We constantly get requests from people wanting help with a horse that won't stop. The more they pull on the reins, especially with a snaffle bit, the more the horse pulls back. It's simple physics. The horse outweighs the rider and if he wants to pull the rider around, he will. You can either teach the horse to stop by just making it too painful for him to continue (which we don't really consider teaching), or you as a rider can change how you handle the horse, teach him to use his body correctly, and in doing so teach him to get in balance and stop on a simple, light cue.
Depending on the horse and how well you execute the cues, he may immediately pick up on what you want and stop on a light rein or he may need a lot of repetition and conditioning (especially if he is a "forwardaholic" horse.) What you want to do is get the horse balanced so that he can stop, teach him some aids so that he understands what it is that you want, and ride him in a position of comfort so that he will want to stay comfortable and light in your hands.

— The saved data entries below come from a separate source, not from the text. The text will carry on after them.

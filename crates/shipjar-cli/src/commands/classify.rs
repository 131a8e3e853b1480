use std::path::PathBuf;

use shipjar_core::project::load_project;
use shipjar_util::errors::ShipjarResult;

pub fn exec(project: Option<PathBuf>) -> ShipjarResult<()> {
    let dir = super::project_dir(project)?;
    let loaded = load_project(&dir)?;
    println!("{}", loaded.project.platform());
    Ok(())
}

Disengagements and rollbacks (also called roll-aways) are two lateral movements which are important for your horse to know. Disengagements can prevent a runaway or bucking situation and the roll-back is a necessary means of turning in narrow confines. Disengagement (often incorreectly described as "circling") stops mindless forward motion and rollbacks teach the horse to get under himself so he can make a good, square stop.
In the disengagement, the horse turns on the forehand. What this means is that the horse pivots on his front feet and makes the turn by stepping around with his hind feet. In order to do this, the horse must step across the outside hind leg with the inside hind leg. If the horse has his legs crossed in this manner, he can't go runaway or buck. Patty Thomas demonstrates the disengagement with "CJ", a BLM "mustang" who was captured as an adult in the wild.